-------- Provided records --------

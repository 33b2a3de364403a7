//! Explicit wiring of every capability the pipeline, controller, and agent depend on.
//!
//! Entry points build one [`ServiceContext`] from [`Config`]; tests assemble one from
//! in-memory [`ServiceParts`]. Nothing below this module reads global state.

use crate::{
    agent::{ActionPlanner, ConversationAgent, KeywordPlanner},
    config::{Config, ConfigError, GcMode, MissingIndexPolicy},
    embedding::{Embedder, build_embedding_client},
    error::ErrorKind,
    generation::{HttpResumeGenerator, ResumeGenerator},
    index_status::{IndexStatusStore, InMemoryIndexStatusStore, RedisIndexStatusStore},
    metrics::PipelineMetrics,
    processing::{IndexingPipeline, Retriever},
    profile::{HttpProfileSource, ProfileSource},
    refinement::{RefinementController, RefinementSettings},
    scoring::{HttpScoringClient, ResumeScorer, SuggestionProvider},
    session::{InMemorySessionStore, RedisSessionStore, SessionStore},
    store::{ChunkStore, QdrantChunkStore, StoreError},
    transport::{HttpTransport, TransportError, normalize_base_url},
};
use std::sync::Arc;
use thiserror::Error;

/// Errors raised while assembling the service context.
#[derive(Debug, Error)]
pub enum ContextError {
    /// Configuration was rejected.
    #[error(transparent)]
    Config(#[from] ConfigError),
    /// HTTP client or service URL could not be set up.
    #[error("Failed to prepare HTTP clients: {0}")]
    Transport(#[from] TransportError),
    /// Chunk store could not be prepared.
    #[error("Failed to prepare chunk store: {0}")]
    Store(#[from] StoreError),
    /// Redis URL was rejected.
    #[error("Invalid Redis configuration: {0}")]
    Redis(#[from] redis::RedisError),
}

impl ContextError {
    /// Classify the failure for callers.
    pub fn kind(&self) -> ErrorKind {
        match self {
            Self::Config(error) => error.kind(),
            Self::Transport(error) => error.kind(),
            Self::Store(error) => error.kind(),
            Self::Redis(_) => ErrorKind::InvalidConfiguration,
        }
    }
}

/// Capability handles a context is assembled from.
pub struct ServiceParts {
    /// Source of structured profiles.
    pub profiles: Arc<dyn ProfileSource>,
    /// Contract-enforcing embedder.
    pub embedder: Embedder,
    /// Chunk persistence and search.
    pub chunks: Arc<dyn ChunkStore>,
    /// Per-user index status and generation pointers.
    pub index_status: Arc<dyn IndexStatusStore>,
    /// Conversation state.
    pub sessions: Arc<dyn SessionStore>,
    /// Resume generation.
    pub generator: Arc<dyn ResumeGenerator>,
    /// Resume scoring.
    pub scorer: Arc<dyn ResumeScorer>,
    /// Improvement suggestions.
    pub suggestions: Arc<dyn SuggestionProvider>,
    /// Action selection for conversational turns.
    pub planner: Arc<dyn ActionPlanner>,
}

/// Tunables applied across components.
#[derive(Debug, Clone, Copy)]
pub struct ServiceSettings {
    /// Word budget per chunk.
    pub chunk_max_words: usize,
    /// Where superseded generations are collected.
    pub gc_mode: GcMode,
    /// Retrieval behavior for users never indexed.
    pub missing_index_policy: MissingIndexPolicy,
    /// `top_k` applied when a request omits one.
    pub default_top_k: usize,
    /// Refinement defaults.
    pub refinement: RefinementSettings,
}

impl ServiceSettings {
    /// Settings taken from configuration.
    pub fn from_config(config: &Config) -> Self {
        Self {
            chunk_max_words: config.chunk_max_words,
            gc_mode: config.index_gc_mode,
            missing_index_policy: config.missing_index_policy,
            default_top_k: config.retrieval_default_top_k,
            refinement: RefinementSettings::from_config(config),
        }
    }
}

impl Default for ServiceSettings {
    fn default() -> Self {
        Self {
            chunk_max_words: 150,
            gc_mode: GcMode::Background,
            missing_index_policy: MissingIndexPolicy::FailFast,
            default_top_k: 5,
            refinement: RefinementSettings {
                target_score: 0.88,
                max_refinements: 2,
            },
        }
    }
}

/// Fully wired services shared by the HTTP surface and the CLI.
#[derive(Clone)]
pub struct ServiceContext {
    /// Activity counters.
    pub metrics: Arc<PipelineMetrics>,
    /// Indexing pipeline.
    pub indexing: IndexingPipeline,
    /// Retrieval orchestrator.
    pub retriever: Retriever,
    /// Refinement controller.
    pub refinement: RefinementController,
    /// Conversational agent.
    pub agent: ConversationAgent,
}

impl ServiceContext {
    /// Wire services from explicit parts.
    pub fn from_parts(parts: ServiceParts, settings: ServiceSettings) -> Self {
        let ServiceParts {
            profiles,
            embedder,
            chunks,
            index_status,
            sessions,
            generator,
            scorer,
            suggestions,
            planner,
        } = parts;
        let metrics = Arc::new(PipelineMetrics::new());
        let indexing = IndexingPipeline::new(
            profiles,
            embedder,
            chunks,
            index_status,
            Arc::clone(&metrics),
            settings.chunk_max_words,
            settings.gc_mode,
        );
        let retriever = Retriever::new(
            indexing.clone(),
            settings.missing_index_policy,
            settings.default_top_k,
        );
        let refinement = RefinementController::new(
            Arc::clone(&generator),
            Arc::clone(&scorer),
            Arc::clone(&metrics),
            settings.refinement,
        );
        let agent = ConversationAgent::new(
            sessions,
            planner,
            refinement.clone(),
            generator,
            scorer,
            suggestions,
            indexing.clone(),
        );
        Self {
            metrics,
            indexing,
            retriever,
            refinement,
            agent,
        }
    }

    /// Wire production adapters from configuration and prepare the chunk collection.
    pub async fn from_config(config: &Config) -> Result<Self, ContextError> {
        let parts = ServiceParts::from_config(config).await?;
        Ok(Self::from_parts(parts, ServiceSettings::from_config(config)))
    }
}

impl ServiceParts {
    /// Production adapters for every capability; the Qdrant collection is ensured up front.
    pub async fn from_config(config: &Config) -> Result<Self, ContextError> {
        let transport = HttpTransport::new(config.http_timeout, config.retry_policy())?;
        let profile_url = normalize_base_url(&config.profile_service_url)?;
        let generator_url = normalize_base_url(&config.generator_service_url)?;
        let scoring_url = normalize_base_url(&config.scoring_service_url)?;

        let embedder = Embedder::new(
            build_embedding_client(config, transport.clone()),
            config.embedding_dimension,
        );
        let chunks = Arc::new(QdrantChunkStore::new(
            transport.clone(),
            &config.qdrant_url,
            config.qdrant_api_key.clone(),
            config.qdrant_collection_name.clone(),
            config.embedding_dimension,
        )?);
        chunks.ensure_ready().await?;

        let (index_status, sessions): (Arc<dyn IndexStatusStore>, Arc<dyn SessionStore>) =
            match config.redis_url.as_deref() {
                Some(url) => {
                    let client = redis::Client::open(url)?;
                    (
                        Arc::new(RedisIndexStatusStore::new(client.clone())),
                        Arc::new(RedisSessionStore::new(client)),
                    )
                }
                None => {
                    tracing::warn!(
                        "REDIS_URL not set; index status and sessions are kept in process memory"
                    );
                    (
                        Arc::new(InMemoryIndexStatusStore::new()),
                        Arc::new(InMemorySessionStore::new()),
                    )
                }
            };

        let scoring = Arc::new(HttpScoringClient::new(transport.clone(), scoring_url));
        let parts = Self {
            profiles: Arc::new(HttpProfileSource::new(transport.clone(), profile_url)),
            embedder,
            chunks,
            index_status,
            sessions,
            generator: Arc::new(HttpResumeGenerator::new(transport, generator_url)),
            scorer: scoring.clone(),
            suggestions: scoring,
            planner: Arc::new(KeywordPlanner),
        };

        tracing::info!(
            collection = %config.qdrant_collection_name,
            dimension = config.embedding_dimension,
            missing_index_policy = ?config.missing_index_policy,
            gc_mode = ?config.index_gc_mode,
            "Service adapters ready"
        );
        Ok(parts)
    }
}
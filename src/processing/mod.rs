//! Indexing and retrieval: chunking, embedding, generation-tagged writes, and filtered search.

pub mod chunking;
mod mappers;
mod service;
pub mod types;

pub use service::{IndexingPipeline, MAX_TOP_K, Retriever, USER_EDITED_SOURCE};
pub use types::{
    ChunkingError, IndexReport, IndexingError, RetrievalError, RetrievalOutcome, RetrievalQuery,
    RetrievalRequest, RetrievedChunk, SectionIndexReport,
};
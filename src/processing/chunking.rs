//! Sentence-aware chunking.
//!
//! Text is segmented with the Unicode sentence boundary rules (UAX #29) and sentences are
//! packed greedily into chunks of at most `max_words` whitespace-separated words. Sentences are
//! never split: one that alone exceeds the budget becomes its own oversized chunk.

use super::types::ChunkingError;
use unicode_segmentation::UnicodeSegmentation;

/// Split `text` into trimmed, non-empty sentences.
pub fn split_sentences(text: &str) -> Vec<&str> {
    text.unicode_sentences()
        .map(str::trim)
        .filter(|sentence| !sentence.is_empty())
        .collect()
}

fn word_count(text: &str) -> usize {
    text.split_whitespace().count()
}

/// Pack sentences of `text` into chunks of at most `max_words` words.
///
/// Whitespace-only input yields no chunks. Sentences inside a chunk are joined by one space.
pub fn chunk_text(text: &str, max_words: usize) -> Result<Vec<String>, ChunkingError> {
    if max_words == 0 {
        return Err(ChunkingError::InvalidChunkSize);
    }

    let mut chunks = Vec::new();
    let mut current: Vec<&str> = Vec::new();
    let mut current_words = 0;

    for sentence in split_sentences(text) {
        let words = word_count(sentence);
        if current_words + words > max_words && !current.is_empty() {
            chunks.push(current.join(" "));
            current.clear();
            current_words = 0;
        }
        current.push(sentence);
        current_words += words;
    }

    if !current.is_empty() {
        chunks.push(current.join(" "));
    }

    Ok(chunks)
}
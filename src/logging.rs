//! Tracing setup shared by the server and the CLI.
//!
//! Events go to stdout through a compact formatter and to an append-only log file. The file is
//! `RESUME_FORGE_LOG_FILE` when set, `logs/resume-forge.log` otherwise. File output goes through
//! a non-blocking writer whose guard lives for the rest of the process.
use std::{
    fs::{self, OpenOptions},
    path::{Path, PathBuf},
    sync::OnceLock,
};

use tracing_appender::non_blocking::{NonBlocking, WorkerGuard};
use tracing_subscriber::{EnvFilter, fmt, prelude::*};

/// Variable naming an explicit log file.
pub const LOG_FILE_VAR: &str = "RESUME_FORGE_LOG_FILE";

const DEFAULT_LOG_DIR: &str = "logs";
const DEFAULT_LOG_FILE: &str = "resume-forge.log";

static LOG_GUARD: OnceLock<WorkerGuard> = OnceLock::new();

/// Install the global subscriber. `RUST_LOG` filters events (default `info`).
///
/// File logging is skipped with a note on stderr when the target cannot be opened.
pub fn init_tracing() {
    let env_filter = EnvFilter::try_from_default_env().unwrap_or_else(|_| EnvFilter::new("info"));
    let stdout_layer = fmt::layer().with_target(false).compact();
    let file_layer = file_writer(&log_file_path(std::env::var(LOG_FILE_VAR).ok())).map(|writer| {
        fmt::layer()
            .with_writer(writer)
            .with_target(true)
            .with_ansi(false)
            .compact()
    });

    tracing_subscriber::registry()
        .with(env_filter)
        .with(stdout_layer)
        .with(file_layer)
        .init();
}

/// Log file location for an optional override.
fn log_file_path(explicit: Option<String>) -> PathBuf {
    match explicit.filter(|path| !path.trim().is_empty()) {
        Some(path) => PathBuf::from(path),
        None => Path::new(DEFAULT_LOG_DIR).join(DEFAULT_LOG_FILE),
    }
}

fn file_writer(path: &Path) -> Option<NonBlocking> {
    if let Some(parent) = path.parent().filter(|parent| !parent.as_os_str().is_empty())
        && let Err(err) = fs::create_dir_all(parent)
    {
        eprintln!("Failed to create log directory {}: {err}", parent.display());
        return None;
    }
    match OpenOptions::new().create(true).append(true).open(path) {
        Ok(file) => {
            let (writer, guard) = tracing_appender::non_blocking(file);
            let _ = LOG_GUARD.set(guard);
            Some(writer)
        }
        Err(err) => {
            eprintln!("Failed to open log file {}: {err}", path.display());
            None
        }
    }
}

#[cfg(test)]
mod tests {
    use super::*;

    #[test]
    fn explicit_path_wins_over_default() {
        assert_eq!(
            log_file_path(Some("/tmp/forge.log".into())),
            PathBuf::from("/tmp/forge.log")
        );
        assert_eq!(log_file_path(None), PathBuf::from("logs/resume-forge.log"));
        assert_eq!(log_file_path(Some("  ".into())), PathBuf::from("logs/resume-forge.log"));
    }

    #[test]
    fn file_writer_creates_missing_directories() {
        let dir = std::env::temp_dir().join(format!("resume-forge-log-{}", uuid::Uuid::new_v4()));
        let path = dir.join("nested").join("test.log");

        assert!(file_writer(&path).is_some());
        assert!(path.exists());
        let _ = fs::remove_dir_all(dir);
    }
}
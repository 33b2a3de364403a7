//! HTTP client wrapper implementing [`ChunkStore`] on top of Qdrant.

use super::{
    filters::build_chunk_filter,
    payload::{build_payload, parse_payload},
    types::{CountResponse, QueryResponse},
};
use crate::store::{ChunkFilter, ChunkPoint, ChunkStore, ScoredChunk, StoreError, rank};
use crate::transport::{
    HttpTransport, TransportError, decode_json, format_endpoint, normalize_base_url,
};
use async_trait::async_trait;
use reqwest::{Client, Method, RequestBuilder, StatusCode};
use serde_json::{Value, json};

/// Candidate pool multiplier compensating for post-filtering.
const OVERFETCH_FACTOR: usize = 10;

/// Payload fields that receive keyword indexes.
const INDEXED_FIELDS: [&str; 4] = ["user_id", "index_namespace", "section_id", "generation"];

/// Chunk store persisting into one Qdrant collection.
pub struct QdrantChunkStore {
    transport: HttpTransport,
    base_url: String,
    api_key: Option<String>,
    collection: String,
    vector_size: usize,
}

impl QdrantChunkStore {
    /// Build a store for `collection` at `url`.
    pub fn new(
        transport: HttpTransport,
        url: &str,
        api_key: Option<String>,
        collection: impl Into<String>,
        vector_size: usize,
    ) -> Result<Self, StoreError> {
        let base_url = normalize_base_url(url)?;
        tracing::debug!(
            url = %base_url,
            has_api_key = api_key.as_deref().is_some_and(|value| !value.is_empty()),
            "Initialized Qdrant HTTP client"
        );
        Ok(Self {
            transport,
            base_url,
            api_key,
            collection: collection.into(),
            vector_size,
        })
    }

    fn request(&self, client: &Client, method: Method, path: &str) -> RequestBuilder {
        let url = format_endpoint(&self.base_url, path);
        let mut req = client.request(method, url);
        if let Some(api_key) = &self.api_key
            && !api_key.is_empty()
        {
            req = req.header("api-key", api_key);
        }
        req
    }

    fn points_path(&self, suffix: &str) -> String {
        format!("collections/{}/points{suffix}", self.collection)
    }

    async fn collection_exists(&self) -> Result<bool, StoreError> {
        let path = format!("collections/{}", self.collection);
        match self
            .transport
            .send(|client| self.request(client, Method::GET, &path))
            .await
        {
            Ok(_) => Ok(true),
            Err(TransportError::NotFound { .. }) => Ok(false),
            Err(error) => {
                tracing::error!(collection = %self.collection, error = %error, "Collection existence check failed");
                Err(error.into())
            }
        }
    }

    async fn create_collection(&self) -> Result<(), StoreError> {
        let path = format!("collections/{}", self.collection);
        let body = json!({
            "vectors": {
                "size": self.vector_size,
                "distance": "Cosine"
            }
        });
        self.transport
            .send(|client| self.request(client, Method::PUT, &path).json(&body))
            .await?;
        tracing::info!(
            collection = %self.collection,
            vector_size = self.vector_size,
            "Collection created"
        );
        Ok(())
    }

    async fn ensure_payload_indexes(&self) -> Result<(), StoreError> {
        let path = format!("collections/{}/index", self.collection);
        for field in INDEXED_FIELDS {
            let body = json!({
                "field_name": field,
                "field_schema": "keyword",
            });
            match self
                .transport
                .send(|client| self.request(client, Method::PUT, &path).json(&body))
                .await
            {
                Ok(_) => {
                    tracing::debug!(collection = %self.collection, field, "Payload index ensured");
                }
                Err(error) if error.status() == Some(StatusCode::CONFLICT) => {
                    tracing::debug!(collection = %self.collection, field, "Payload index already exists");
                }
                Err(error) => {
                    tracing::warn!(collection = %self.collection, field, error = %error, "Failed to ensure payload index");
                }
            }
        }
        Ok(())
    }
}

#[async_trait]
impl ChunkStore for QdrantChunkStore {
    async fn ensure_ready(&self) -> Result<(), StoreError> {
        if !self.collection_exists().await? {
            self.create_collection().await?;
        }
        self.ensure_payload_indexes().await
    }

    async fn upsert(&self, chunks: Vec<ChunkPoint>) -> Result<usize, StoreError> {
        if chunks.is_empty() {
            return Ok(0);
        }
        let count = chunks.len();
        let points: Vec<Value> = chunks
            .iter()
            .map(|chunk| {
                json!({
                    "id": chunk.record.chunk_id,
                    "vector": chunk.vector,
                    "payload": build_payload(&chunk.record),
                })
            })
            .collect();
        let body = json!({ "points": points });
        let path = self.points_path("");
        self.transport
            .send(|client| {
                self.request(client, Method::PUT, &path)
                    .query(&[("wait", true)])
                    .json(&body)
            })
            .await?;
        tracing::debug!(collection = %self.collection, points = count, "Points upserted");
        Ok(count)
    }

    async fn delete(&self, filter: &ChunkFilter) -> Result<usize, StoreError> {
        let matching = self.count(filter).await?;
        if matching == 0 {
            return Ok(0);
        }
        let body = json!({ "filter": build_chunk_filter(filter) });
        let path = self.points_path("/delete");
        self.transport
            .send(|client| {
                self.request(client, Method::POST, &path)
                    .query(&[("wait", true)])
                    .json(&body)
            })
            .await?;
        tracing::debug!(collection = %self.collection, user_id = %filter.user_id, deleted = matching, "Points deleted");
        Ok(matching)
    }

    async fn count(&self, filter: &ChunkFilter) -> Result<usize, StoreError> {
        let body = json!({ "filter": build_chunk_filter(filter), "exact": true });
        let path = self.points_path("/count");
        let url = format_endpoint(&self.base_url, &path);
        let response = self
            .transport
            .send(|client| self.request(client, Method::POST, &path).json(&body))
            .await?;
        let payload: CountResponse = decode_json(&url, response).await?;
        Ok(payload.result.count)
    }

    async fn search(
        &self,
        filter: &ChunkFilter,
        vector: &[f32],
        top_k: usize,
    ) -> Result<Vec<ScoredChunk>, StoreError> {
        let body = json!({
            "query": vector,
            "limit": top_k * OVERFETCH_FACTOR,
            "with_payload": true,
            "filter": build_chunk_filter(filter),
        });
        let path = self.points_path("/query");
        let url = format_endpoint(&self.base_url, &path);
        let response = self
            .transport
            .send(|client| self.request(client, Method::POST, &path).json(&body))
            .await?;
        let payload: QueryResponse = decode_json(&url, response).await?;

        let mut hits = Vec::new();
        for point in payload.result.into_points() {
            let id = stringify_point_id(point.id);
            let record = parse_payload(&id, point.payload).inspect_err(|error| {
                tracing::error!(collection = %self.collection, error = %error, "Malformed search hit");
            })?;
            if filter.matches(&record) {
                hits.push(ScoredChunk {
                    record,
                    score: point.score,
                });
            }
        }
        Ok(rank(hits, top_k))
    }
}

fn stringify_point_id(id: Value) -> String {
    match id {
        Value::String(text) => text,
        Value::Number(number) => number.to_string(),
        Value::Null => String::new(),
        other => other.to_string(),
    }
}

--------

> **To do**:
Find and copy each line of the material that holds the word "hits".

> **Task solution**:
        let mut hits = Vec::new();
                hits.push(ScoredChunk {
        Ok(rank(hits, top_k))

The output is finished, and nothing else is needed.